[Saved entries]
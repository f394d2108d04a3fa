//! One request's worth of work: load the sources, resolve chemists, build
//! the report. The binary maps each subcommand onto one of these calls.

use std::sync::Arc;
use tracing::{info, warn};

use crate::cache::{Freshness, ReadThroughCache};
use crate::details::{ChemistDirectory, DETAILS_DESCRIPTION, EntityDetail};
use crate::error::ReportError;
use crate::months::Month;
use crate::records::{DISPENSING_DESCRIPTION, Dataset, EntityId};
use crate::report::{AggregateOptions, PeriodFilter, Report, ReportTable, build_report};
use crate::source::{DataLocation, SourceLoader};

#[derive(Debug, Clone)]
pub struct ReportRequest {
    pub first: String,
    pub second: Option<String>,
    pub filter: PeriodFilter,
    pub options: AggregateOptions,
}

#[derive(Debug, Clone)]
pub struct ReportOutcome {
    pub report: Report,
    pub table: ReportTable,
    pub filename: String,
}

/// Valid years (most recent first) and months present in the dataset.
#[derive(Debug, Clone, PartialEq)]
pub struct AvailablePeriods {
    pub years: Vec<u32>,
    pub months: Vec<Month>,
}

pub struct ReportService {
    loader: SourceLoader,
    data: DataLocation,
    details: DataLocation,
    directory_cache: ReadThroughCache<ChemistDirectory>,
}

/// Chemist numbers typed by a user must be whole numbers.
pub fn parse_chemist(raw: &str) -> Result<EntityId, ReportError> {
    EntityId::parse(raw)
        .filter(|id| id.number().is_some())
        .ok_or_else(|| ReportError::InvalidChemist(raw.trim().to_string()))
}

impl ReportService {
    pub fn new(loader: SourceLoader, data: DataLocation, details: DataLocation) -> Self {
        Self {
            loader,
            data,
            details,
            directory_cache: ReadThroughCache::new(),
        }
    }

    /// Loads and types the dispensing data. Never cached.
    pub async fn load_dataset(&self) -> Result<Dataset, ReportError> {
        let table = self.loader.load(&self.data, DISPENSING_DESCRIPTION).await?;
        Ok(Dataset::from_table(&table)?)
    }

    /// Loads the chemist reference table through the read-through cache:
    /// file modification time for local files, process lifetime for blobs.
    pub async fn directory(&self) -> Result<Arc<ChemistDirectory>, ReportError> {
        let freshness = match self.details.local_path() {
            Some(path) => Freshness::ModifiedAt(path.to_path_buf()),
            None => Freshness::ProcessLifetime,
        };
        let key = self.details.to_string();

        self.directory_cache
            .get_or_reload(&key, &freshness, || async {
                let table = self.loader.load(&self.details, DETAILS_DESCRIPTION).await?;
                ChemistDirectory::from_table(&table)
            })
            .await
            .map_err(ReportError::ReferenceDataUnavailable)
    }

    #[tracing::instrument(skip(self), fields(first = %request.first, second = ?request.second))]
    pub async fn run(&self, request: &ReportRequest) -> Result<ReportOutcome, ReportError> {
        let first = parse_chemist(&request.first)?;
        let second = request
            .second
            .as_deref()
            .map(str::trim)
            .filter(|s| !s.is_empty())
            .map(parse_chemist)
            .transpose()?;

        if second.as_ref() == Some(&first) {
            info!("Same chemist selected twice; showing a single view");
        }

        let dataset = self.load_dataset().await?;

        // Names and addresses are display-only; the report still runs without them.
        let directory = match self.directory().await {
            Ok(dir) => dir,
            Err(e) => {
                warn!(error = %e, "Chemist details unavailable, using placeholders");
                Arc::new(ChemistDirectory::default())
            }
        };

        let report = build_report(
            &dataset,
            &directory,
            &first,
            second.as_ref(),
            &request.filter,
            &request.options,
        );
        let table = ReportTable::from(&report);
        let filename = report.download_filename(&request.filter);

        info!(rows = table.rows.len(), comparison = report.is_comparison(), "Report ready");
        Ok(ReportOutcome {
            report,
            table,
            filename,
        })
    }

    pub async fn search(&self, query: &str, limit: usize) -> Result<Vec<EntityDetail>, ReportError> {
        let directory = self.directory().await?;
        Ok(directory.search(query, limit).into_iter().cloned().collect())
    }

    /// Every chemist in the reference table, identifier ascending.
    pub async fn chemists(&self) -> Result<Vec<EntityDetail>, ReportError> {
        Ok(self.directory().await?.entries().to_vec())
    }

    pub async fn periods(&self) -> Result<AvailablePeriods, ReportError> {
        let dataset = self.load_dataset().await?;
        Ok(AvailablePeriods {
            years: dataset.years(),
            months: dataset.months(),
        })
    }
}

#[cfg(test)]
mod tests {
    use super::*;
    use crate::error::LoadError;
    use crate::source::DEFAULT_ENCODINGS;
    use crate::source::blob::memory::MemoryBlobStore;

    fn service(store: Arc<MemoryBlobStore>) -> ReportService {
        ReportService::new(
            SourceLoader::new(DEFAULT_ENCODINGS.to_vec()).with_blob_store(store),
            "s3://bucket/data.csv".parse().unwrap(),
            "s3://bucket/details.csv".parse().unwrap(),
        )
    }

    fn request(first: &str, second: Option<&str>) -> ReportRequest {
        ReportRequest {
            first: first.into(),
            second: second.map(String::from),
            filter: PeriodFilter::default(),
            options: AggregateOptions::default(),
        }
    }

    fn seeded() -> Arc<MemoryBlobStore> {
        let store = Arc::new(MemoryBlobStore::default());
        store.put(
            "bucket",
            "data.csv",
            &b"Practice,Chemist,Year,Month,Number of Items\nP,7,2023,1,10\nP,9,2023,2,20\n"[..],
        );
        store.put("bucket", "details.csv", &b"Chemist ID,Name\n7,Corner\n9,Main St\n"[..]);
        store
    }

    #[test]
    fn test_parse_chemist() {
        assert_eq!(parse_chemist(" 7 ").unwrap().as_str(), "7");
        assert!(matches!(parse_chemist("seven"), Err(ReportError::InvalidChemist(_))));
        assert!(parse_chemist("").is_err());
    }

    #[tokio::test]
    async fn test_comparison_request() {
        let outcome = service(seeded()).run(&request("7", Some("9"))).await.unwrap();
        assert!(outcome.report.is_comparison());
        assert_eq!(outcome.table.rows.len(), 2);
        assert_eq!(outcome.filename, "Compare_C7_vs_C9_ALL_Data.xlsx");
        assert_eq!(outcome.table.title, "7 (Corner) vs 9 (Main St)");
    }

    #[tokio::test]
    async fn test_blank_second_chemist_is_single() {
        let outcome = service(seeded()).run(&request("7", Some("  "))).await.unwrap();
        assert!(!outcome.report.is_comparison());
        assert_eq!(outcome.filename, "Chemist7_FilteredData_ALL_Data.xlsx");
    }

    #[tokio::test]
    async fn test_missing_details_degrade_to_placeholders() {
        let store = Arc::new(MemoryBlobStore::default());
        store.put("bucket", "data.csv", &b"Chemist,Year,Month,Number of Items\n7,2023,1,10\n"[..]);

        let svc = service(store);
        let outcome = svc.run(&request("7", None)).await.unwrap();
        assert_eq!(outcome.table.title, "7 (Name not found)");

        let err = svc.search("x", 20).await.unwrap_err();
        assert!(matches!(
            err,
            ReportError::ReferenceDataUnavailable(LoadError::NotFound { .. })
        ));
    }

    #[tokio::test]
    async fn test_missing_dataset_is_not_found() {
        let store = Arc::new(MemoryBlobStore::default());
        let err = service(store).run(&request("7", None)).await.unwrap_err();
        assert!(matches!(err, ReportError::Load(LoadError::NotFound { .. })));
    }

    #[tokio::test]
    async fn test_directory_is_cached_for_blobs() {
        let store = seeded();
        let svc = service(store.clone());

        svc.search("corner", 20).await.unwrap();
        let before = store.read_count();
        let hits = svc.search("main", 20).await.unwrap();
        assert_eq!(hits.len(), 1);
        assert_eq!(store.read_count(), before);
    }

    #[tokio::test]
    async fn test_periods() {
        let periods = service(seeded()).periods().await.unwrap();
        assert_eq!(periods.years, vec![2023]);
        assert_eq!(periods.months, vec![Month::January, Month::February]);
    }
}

==

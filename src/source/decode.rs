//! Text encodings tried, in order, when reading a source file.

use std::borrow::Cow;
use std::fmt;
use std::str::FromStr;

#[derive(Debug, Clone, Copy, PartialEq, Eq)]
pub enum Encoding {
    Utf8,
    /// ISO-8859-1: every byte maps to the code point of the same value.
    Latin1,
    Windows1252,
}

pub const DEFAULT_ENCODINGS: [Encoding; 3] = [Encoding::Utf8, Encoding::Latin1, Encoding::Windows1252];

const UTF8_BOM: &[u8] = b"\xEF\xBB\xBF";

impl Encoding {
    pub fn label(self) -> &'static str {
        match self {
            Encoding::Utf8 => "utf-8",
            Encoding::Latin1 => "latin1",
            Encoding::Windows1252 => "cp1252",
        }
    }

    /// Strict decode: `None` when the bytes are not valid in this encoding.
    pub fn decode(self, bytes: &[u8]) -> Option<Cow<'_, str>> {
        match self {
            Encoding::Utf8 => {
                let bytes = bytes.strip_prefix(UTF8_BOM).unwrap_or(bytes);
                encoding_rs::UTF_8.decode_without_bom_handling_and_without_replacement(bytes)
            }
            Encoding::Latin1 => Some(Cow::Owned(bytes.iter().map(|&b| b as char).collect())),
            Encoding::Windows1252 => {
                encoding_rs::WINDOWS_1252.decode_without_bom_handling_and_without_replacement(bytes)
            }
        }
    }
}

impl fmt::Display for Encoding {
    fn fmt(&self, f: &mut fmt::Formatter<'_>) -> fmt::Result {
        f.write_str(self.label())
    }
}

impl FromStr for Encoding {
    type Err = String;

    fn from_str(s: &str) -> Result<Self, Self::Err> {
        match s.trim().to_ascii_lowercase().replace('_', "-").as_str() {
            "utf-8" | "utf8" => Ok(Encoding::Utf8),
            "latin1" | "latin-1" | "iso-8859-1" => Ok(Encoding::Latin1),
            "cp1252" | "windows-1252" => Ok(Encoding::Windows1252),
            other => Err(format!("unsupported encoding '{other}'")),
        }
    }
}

* * *

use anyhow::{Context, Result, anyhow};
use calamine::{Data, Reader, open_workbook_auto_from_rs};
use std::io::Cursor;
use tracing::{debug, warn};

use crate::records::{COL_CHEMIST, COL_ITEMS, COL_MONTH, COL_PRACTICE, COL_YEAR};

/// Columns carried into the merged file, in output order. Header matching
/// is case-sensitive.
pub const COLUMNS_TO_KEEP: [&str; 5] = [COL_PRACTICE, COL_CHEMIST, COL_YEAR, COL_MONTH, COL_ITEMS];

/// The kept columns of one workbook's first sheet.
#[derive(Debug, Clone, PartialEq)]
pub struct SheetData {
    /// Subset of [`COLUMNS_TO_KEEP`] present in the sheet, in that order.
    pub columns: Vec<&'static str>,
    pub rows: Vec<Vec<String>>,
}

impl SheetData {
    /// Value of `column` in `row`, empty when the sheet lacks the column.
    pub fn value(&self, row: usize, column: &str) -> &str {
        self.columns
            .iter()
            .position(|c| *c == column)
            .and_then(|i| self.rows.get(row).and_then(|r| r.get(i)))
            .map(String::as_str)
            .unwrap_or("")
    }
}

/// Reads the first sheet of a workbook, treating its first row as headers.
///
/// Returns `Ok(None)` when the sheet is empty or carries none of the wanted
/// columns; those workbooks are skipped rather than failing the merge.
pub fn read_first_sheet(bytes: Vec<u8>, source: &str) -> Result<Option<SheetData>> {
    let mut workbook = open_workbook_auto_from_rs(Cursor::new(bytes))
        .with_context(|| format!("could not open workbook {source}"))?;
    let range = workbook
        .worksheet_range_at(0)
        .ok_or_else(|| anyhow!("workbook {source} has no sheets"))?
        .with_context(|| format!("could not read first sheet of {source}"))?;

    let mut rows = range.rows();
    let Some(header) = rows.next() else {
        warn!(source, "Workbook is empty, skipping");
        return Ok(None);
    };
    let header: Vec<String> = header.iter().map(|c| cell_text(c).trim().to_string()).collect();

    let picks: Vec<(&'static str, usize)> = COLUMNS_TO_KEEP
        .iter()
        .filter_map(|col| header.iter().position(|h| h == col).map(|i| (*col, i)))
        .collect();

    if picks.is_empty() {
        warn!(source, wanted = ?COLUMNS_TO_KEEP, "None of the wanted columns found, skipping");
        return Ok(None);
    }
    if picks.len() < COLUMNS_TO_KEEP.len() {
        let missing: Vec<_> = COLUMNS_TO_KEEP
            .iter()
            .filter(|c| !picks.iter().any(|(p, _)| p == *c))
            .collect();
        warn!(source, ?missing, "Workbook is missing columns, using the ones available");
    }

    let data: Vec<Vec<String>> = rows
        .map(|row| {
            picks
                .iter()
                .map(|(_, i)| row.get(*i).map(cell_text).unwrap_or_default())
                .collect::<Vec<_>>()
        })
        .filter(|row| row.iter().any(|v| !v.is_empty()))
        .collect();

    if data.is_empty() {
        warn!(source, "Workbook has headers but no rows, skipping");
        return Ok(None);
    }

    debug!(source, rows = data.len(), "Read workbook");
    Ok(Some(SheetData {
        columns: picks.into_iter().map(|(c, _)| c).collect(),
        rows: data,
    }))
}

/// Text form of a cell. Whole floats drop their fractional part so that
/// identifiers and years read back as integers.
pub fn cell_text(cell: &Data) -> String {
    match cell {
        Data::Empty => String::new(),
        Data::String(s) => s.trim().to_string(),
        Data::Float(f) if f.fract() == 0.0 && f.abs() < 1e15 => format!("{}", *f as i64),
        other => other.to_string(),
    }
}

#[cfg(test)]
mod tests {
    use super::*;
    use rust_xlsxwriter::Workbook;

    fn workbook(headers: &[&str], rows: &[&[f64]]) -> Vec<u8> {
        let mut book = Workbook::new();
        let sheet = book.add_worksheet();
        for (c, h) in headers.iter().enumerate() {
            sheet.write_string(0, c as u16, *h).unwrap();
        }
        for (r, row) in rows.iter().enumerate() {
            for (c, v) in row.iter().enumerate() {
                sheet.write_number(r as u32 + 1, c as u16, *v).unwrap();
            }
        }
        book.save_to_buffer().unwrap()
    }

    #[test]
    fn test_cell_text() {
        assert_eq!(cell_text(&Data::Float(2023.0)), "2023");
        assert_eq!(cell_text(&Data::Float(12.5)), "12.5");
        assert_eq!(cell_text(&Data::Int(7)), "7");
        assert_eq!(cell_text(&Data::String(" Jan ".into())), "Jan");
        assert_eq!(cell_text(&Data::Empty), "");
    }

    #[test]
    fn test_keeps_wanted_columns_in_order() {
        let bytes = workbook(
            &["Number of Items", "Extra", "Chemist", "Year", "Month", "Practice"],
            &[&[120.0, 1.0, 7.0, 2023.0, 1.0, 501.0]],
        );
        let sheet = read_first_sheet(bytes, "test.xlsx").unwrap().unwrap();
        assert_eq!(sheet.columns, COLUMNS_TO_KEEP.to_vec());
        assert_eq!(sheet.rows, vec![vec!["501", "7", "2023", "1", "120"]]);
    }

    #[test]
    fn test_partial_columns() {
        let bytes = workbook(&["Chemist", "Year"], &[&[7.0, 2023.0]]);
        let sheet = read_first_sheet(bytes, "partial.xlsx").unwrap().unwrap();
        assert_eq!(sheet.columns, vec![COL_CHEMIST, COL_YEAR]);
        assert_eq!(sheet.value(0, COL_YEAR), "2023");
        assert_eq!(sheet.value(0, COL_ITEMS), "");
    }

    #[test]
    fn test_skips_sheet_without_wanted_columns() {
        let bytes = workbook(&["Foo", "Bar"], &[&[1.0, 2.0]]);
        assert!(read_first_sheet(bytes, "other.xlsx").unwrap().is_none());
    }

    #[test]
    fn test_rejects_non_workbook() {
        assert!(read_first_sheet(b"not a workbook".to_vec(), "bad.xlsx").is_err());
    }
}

= Exercise =
Check the entries above line by line and return each one containing the word "filename".

= Response area =
    pub filename: String,
        let filename = report.download_filename(&request.filter);
            filename,
        assert_eq!(outcome.filename, "Compare_C7_vs_C9_ALL_Data.xlsx");
        assert_eq!(outcome.filename, "Chemist7_FilteredData_ALL_Data.xlsx");
filename src/source/decode.rs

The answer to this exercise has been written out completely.